The HNC prototype uses software known as neural networks, which can "learn" subtle patterns and relationships by processing millions of records, to predict when a particular transaction is likely to be fraudulent. The company already uses neural networks software to accurately profile the activity of millions of credit card owners, telephone callers and people receiving insurance benefits to crack down on fraud.
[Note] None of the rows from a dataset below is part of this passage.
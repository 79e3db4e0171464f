//! Error types for catalog loading and validation.

use std::path::PathBuf;

use thiserror::Error;

use crate::ErrorKind;

/// Errors raised while reading, parsing, or validating a task catalog.
///
/// Every variant belongs to the [`ErrorKind::InvalidCatalog`] class: the
/// catalog is rejected at construction time, never mid-run.
#[derive(Debug, Error)]
pub enum CatalogError {
    /// The catalog file could not be read.
    #[error("cannot read catalog {path}: {source}")]
    Read {
        /// Catalog path.
        path: PathBuf,
        /// Underlying IO error.
        #[source]
        source: std::io::Error,
    },

    /// The catalog file is not valid JSON/TOML or does not match the schema.
    #[error("cannot parse catalog {path}: {message}")]
    Parse {
        /// Catalog path.
        path: PathBuf,
        /// Parser message.
        message: String,
    },

    /// A file descriptor has an empty remote path.
    #[error("group `{group}` file #{index} has an empty remote path")]
    EmptyRemotePath {
        /// Owning group name.
        group: String,
        /// Zero-based index inside the group.
        index: usize,
    },

    /// The remote path does not end in a usable file name.
    #[error("group `{group}` remote path `{path}` has no usable file name")]
    InvalidFilename {
        /// Owning group name.
        group: String,
        /// Offending remote path.
        path: String,
    },

    /// A group has no repository and the catalog has no default repository.
    #[error("group `{group}` has no repository and the catalog defines no default")]
    MissingRepository {
        /// Group name.
        group: String,
    },

    /// Size estimate is negative or not a finite number.
    #[error("group `{group}` file `{path}` has invalid size estimate {value}")]
    InvalidSizeEstimate {
        /// Group name.
        group: String,
        /// Remote path.
        path: String,
        /// Rejected value.
        value: f64,
    },

    /// Two descriptors derive the same local file name.
    #[error("local file name `{filename}` is produced by both `{first}` and `{second}`")]
    DuplicateFilename {
        /// Colliding local file name.
        filename: String,
        /// First remote path producing it.
        first: String,
        /// Second remote path producing it.
        second: String,
    },

    /// A global or transport setting is out of range.
    #[error("invalid setting `{field}`: {message}")]
    InvalidSetting {
        /// Setting name.
        field: &'static str,
        /// Why it was rejected.
        message: String,
    },

    /// Writing a generated catalog failed.
    #[error("cannot write catalog {path}: {source}")]
    Write {
        /// Destination path.
        path: PathBuf,
        /// Underlying IO error.
        #[source]
        source: std::io::Error,
    },

    /// Refused to overwrite an existing catalog.
    #[error("catalog {path} already exists (use --force to overwrite)")]
    AlreadyExists {
        /// Existing file.
        path: PathBuf,
    },
}

impl CatalogError {
    /// Returns the failure class of this error.
    #[must_use]
    pub fn kind(&self) -> ErrorKind {
        ErrorKind::InvalidCatalog
    }

    pub(crate) fn setting(field: &'static str, message: impl Into<String>) -> Self {
        Self::InvalidSetting {
            field,
            message: message.into(),
        }
    }
}
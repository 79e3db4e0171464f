//! Integration tests for catalog loading, templates, and plan derivation.

use std::collections::HashSet;
use std::path::PathBuf;

use fetcher_core::catalog::{RepoType, write_template};
use fetcher_core::{BackendKind, CatalogError, StatusStore, TaskCatalog, TransferRecord};
use tempfile::TempDir;

mod support;
use support::write_catalog;

#[test]
fn test_toml_catalog_loads_with_transport_settings() {
    let dir = TempDir::new().unwrap();
    let path = dir.path().join("catalog.toml");
    std::fs::write(
        &path,
        r#"
repository = "org/models"

[global_settings]
max_concurrent = 4
max_retries = 2
download_dir = "data"

[transport]
endpoint = "https://mirror.example.com"
repo_type = "model"
revision = "v1.0"
backends = ["curl", "api"]

[[download_tasks]]
name = "weights"
priority = 1

[[download_tasks.files]]
path = "ckpt/model.safetensors"
size_estimate_mb = 512.0
"#,
    )
    .unwrap();

    let catalog = TaskCatalog::load(&path).unwrap();
    assert_eq!(catalog.settings().max_concurrent, 4);
    assert_eq!(catalog.transport().repo_type, RepoType::Model);
    assert_eq!(
        catalog.transport().backends,
        vec![BackendKind::Curl, BackendKind::Api]
    );
    assert_eq!(catalog.download_dir(), dir.path().join("data"));

    let plan = catalog.plan(|_| false);
    assert_eq!(plan.tasks.len(), 1);
    assert_eq!(plan.tasks[0].local_filename, "model.safetensors");
    assert_eq!(plan.tasks[0].max_retries, 2);
}

#[test]
fn test_generated_template_loads_and_plans() {
    let dir = TempDir::new().unwrap();
    let path = dir.path().join("download_catalog.json");

    write_template(&path, false).unwrap();
    let catalog = TaskCatalog::load(&path).unwrap();
    let plan = catalog.plan(|_| false);

    assert_eq!(plan.tasks.len(), catalog.file_count());
    assert!(plan.tasks.windows(2).all(|w| w[0].priority <= w[1].priority));
}

#[test]
fn test_template_refuses_to_overwrite_existing_catalog() {
    let dir = TempDir::new().unwrap();
    let path = write_catalog(dir.path(), r#"{"repository": "mine"}"#);

    assert!(matches!(
        write_template(&path, false),
        Err(CatalogError::AlreadyExists { .. })
    ));
    assert_eq!(
        std::fs::read_to_string(&path).unwrap(),
        r#"{"repository": "mine"}"#
    );
}

#[tokio::test]
async fn test_plan_skips_files_completed_in_status_and_catalog() {
    let dir = TempDir::new().unwrap();
    let path = write_catalog(
        dir.path(),
        r#"{
            "repository": "org/d",
            "completed_downloads": {"manual": ["a.bin"]},
            "download_tasks": [
                {"name": "g", "files": [
                    {"path": "x/a.bin"}, {"path": "x/b.bin"}, {"path": "x/c.bin"}
                ]}
            ]
        }"#,
    );
    let catalog = TaskCatalog::load(&path).unwrap();
    let download_dir = catalog.download_dir();

    {
        let store = StatusStore::open_in(&download_dir, HashSet::new()).unwrap();
        store
            .put(
                "b.bin",
                TransferRecord::Completed {
                    completed_at: chrono::Utc::now(),
                    attempts: 1,
                    backend: BackendKind::Wget,
                    size_bytes: None,
                },
            )
            .await
            .unwrap();
    }

    let store = StatusStore::open_in(&download_dir, catalog.completed_set()).unwrap();
    let plan = catalog.plan(|f| store.is_completed(f));

    assert_eq!(plan.skipped, vec!["a.bin".to_string(), "b.bin".to_string()]);
    assert_eq!(plan.tasks.len(), 1);
    assert_eq!(plan.tasks[0].local_filename, "c.bin");
}

#[test]
fn test_absolute_download_dir_is_not_rebased() {
    let dir = TempDir::new().unwrap();
    let absolute = dir.path().join("abs");
    let path = write_catalog(
        dir.path(),
        &format!(
            r#"{{"repository": "r", "global_settings": {{"download_dir": {}}}}}"#,
            serde_json::to_string(&absolute).unwrap()
        ),
    );

    let catalog = TaskCatalog::load(&path).unwrap();
    assert_eq!(catalog.download_dir(), absolute);
    assert_ne!(catalog.download_dir(), PathBuf::from("downloads"));
}

#[test]
fn test_yaml_catalog_with_named_groups_loads_and_plans() {
    let dir = TempDir::new().unwrap();
    let path = dir.path().join("smart_download_config.yaml");
    std::fs::write(
        &path,
        r#"
base_path: ./openscene
chunk_size: 8192
verify_size: true
keep_temp: false
global_settings:
  max_concurrent: 3
  max_retries: 5
  retry_delay_base: 2
  timeout: 300
completed_downloads:
  maps:
  - nuplan-maps-v1.1.zip
download_tasks:
  mini_remaining:
    files:
    - path: openscene-v1.1/openscene_sensor_mini_camera_0.tgz
      size_estimate_mb: 1800
    - path: openscene-v1.1/openscene_sensor_mini_lidar_0.tgz
      size_estimate_mb: 900
    priority: 2
    repository: OpenDriveLab/OpenScene
  navhard_remaining:
    files:
    - path: navsim-v2/navhard_two_stage_curr_sensors.tgz
      size_estimate_mb: 2100
    priority: 3
    repository: OpenDriveLab/OpenScene
  test_remaining:
    files:
    - path: openscene-v1.1/openscene_sensor_test_camera_0.tgz
      size_estimate_mb: 1500
    - path: maps/nuplan-maps-v1.1.zip
      size_estimate_mb: 900
    priority: 2
    repository: OpenDriveLab/OpenScene
  trainval_remaining:
    files:
    - path: openscene-v1.1/openscene_sensor_trainval_camera_0.tgz
      size_estimate_mb: 4200
    priority: 1
    repository: OpenDriveLab/OpenScene
post_processing:
  auto_extract: true
  cleanup_archives: false
"#,
    )
    .unwrap();

    let catalog = TaskCatalog::load(&path).unwrap();
    assert!((catalog.settings().retry_delay_base - 2.0).abs() < f64::EPSILON);

    let summary = catalog.summary();
    let groups: Vec<_> = summary.groups.iter().map(|g| g.name.as_str()).collect();
    assert_eq!(
        groups,
        [
            "mini_remaining",
            "navhard_remaining",
            "test_remaining",
            "trainval_remaining"
        ]
    );
    assert_eq!(summary.total_files, 6);
    assert_eq!(summary.completed_count, 1);

    let completed = catalog.completed_set();
    let plan = catalog.plan(|f| completed.contains(f));
    let order: Vec<_> = plan
        .tasks
        .iter()
        .map(|t| t.local_filename.as_str())
        .collect();
    assert_eq!(
        order,
        [
            "openscene_sensor_trainval_camera_0.tgz",
            "openscene_sensor_mini_camera_0.tgz",
            "openscene_sensor_mini_lidar_0.tgz",
            "openscene_sensor_test_camera_0.tgz",
            "navhard_two_stage_curr_sensors.tgz",
        ]
    );
    assert_eq!(plan.skipped, vec!["nuplan-maps-v1.1.zip".to_string()]);
    assert!(
        plan.tasks
            .iter()
            .all(|t| t.repository == "OpenDriveLab/OpenScene" && t.max_retries == 5)
    );
}

#[test]
fn test_yaml_catalog_with_group_list_loads() {
    let dir = TempDir::new().unwrap();
    let path = dir.path().join("catalog.yml");
    std::fs::write(
        &path,
        "repository: org/d\ndownload_tasks:\n- name: g\n  files:\n  - path: x/a.bin\n",
    )
    .unwrap();

    let catalog = TaskCatalog::load(&path).unwrap();
    assert_eq!(catalog.plan(|_| false).tasks[0].local_filename, "a.bin");
}

#[test]
fn test_malformed_yaml_is_parse_error() {
    let dir = TempDir::new().unwrap();
    let path = dir.path().join("catalog.yaml");
    std::fs::write(&path, "download_tasks: [unclosed\n").unwrap();

    assert!(matches!(
        TaskCatalog::load(&path),
        Err(CatalogError::Parse { .. })
    ));
}
fn validate_transport(transport: &TransportSettings) -> Result<(), CatalogError> {
    let endpoint = Url::parse(&transport.endpoint).map_err(|e| {
        CatalogError::setting("transport.endpoint", format!("{}: {e}", transport.endpoint))
    })?;
    if !matches!(endpoint.scheme(), "http" | "https") {
        return Err(CatalogError::setting(
            "transport.endpoint",
            format!("unsupported scheme `{}`", endpoint.scheme()),
        ));
    }
    if transport.backends.is_empty() {
        return Err(CatalogError::setting(
            "transport.backends",
            "at least one backend is required",
        ));
    }
    if transport.revision.trim().is_empty() {
        return Err(CatalogError::setting(
            "transport.revision",
            "must not be empty",
        ));
    }
    Ok(())
}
The HNC prototype would allow authorities, based in control rooms, to examine potential threats across the aviation system. One computer screen, for instance, includes a "prioritized passenger list" with passengers on a particular flight ranked from the highest risk to the lowest. The same screen also includes a box called "passenger coordination" with the names of other travelers that the computer has somehow linked to a high-risk passenger. Other screens show an aggregate threat for planes, airports and the entire system.

The Accenture system also creates a threat index, using massive computing power and relational database software. It examines travel data to look for things such as routes involving odd destinations or flying patterns. To search for threads linking individuals, the system will sift huge amounts of travel records, real estate histories and "seven layers" of passenger associates, according to Accenture partner Brett Ogilvie.

For instance, it would note if an individual lived at the former address of someone considered high-risk. Theoretically, the system could be calibrated to watch for people with links to restaurants or other places thought to be favored by terrorist cells. It might also note phone calls and match individuals against government watch lists. A potential link to a threatening character or region could boost a passenger's score, he said.

A limited model report, generated by Accenture on one individual, looked like any number of publicly available dossiers provided by information services. It included all his addresses for the past two decades, the telephone numbers and former addresses of people who now occupy those residences, and the names, ages, addresses, telephone numbers and partial Social Security numbers of possible relatives. Some of the information was incomplete or, apparently, unrelated to the passenger.

The company said it would eventually like to have more data in the analysis, including embassy warnings, passport information, foreign watch lists. Eventually, with government approval, they would link the system to a national ID or some sort of biometric or both.

The index would send color-coded signals to airlines. Green would indicate no problem. Yellow would indicate the need for more questioning. Red means apprehend. Ogilvie said the company would try to offer the same sort of service to cruise ships and other facilities that want to bolster security.

"The data is there and the technology is there," Ogilvie said. "There's a lot of value. There's a lot of data."

Paul Werbos, a senior National Science Foundation official and a neural networks specialist, said such systems need to be used carefully. While there is no doubt that profiling can improve security, Werbos said, "we have to be very careful not to create punishments, disincentives, for being different from average."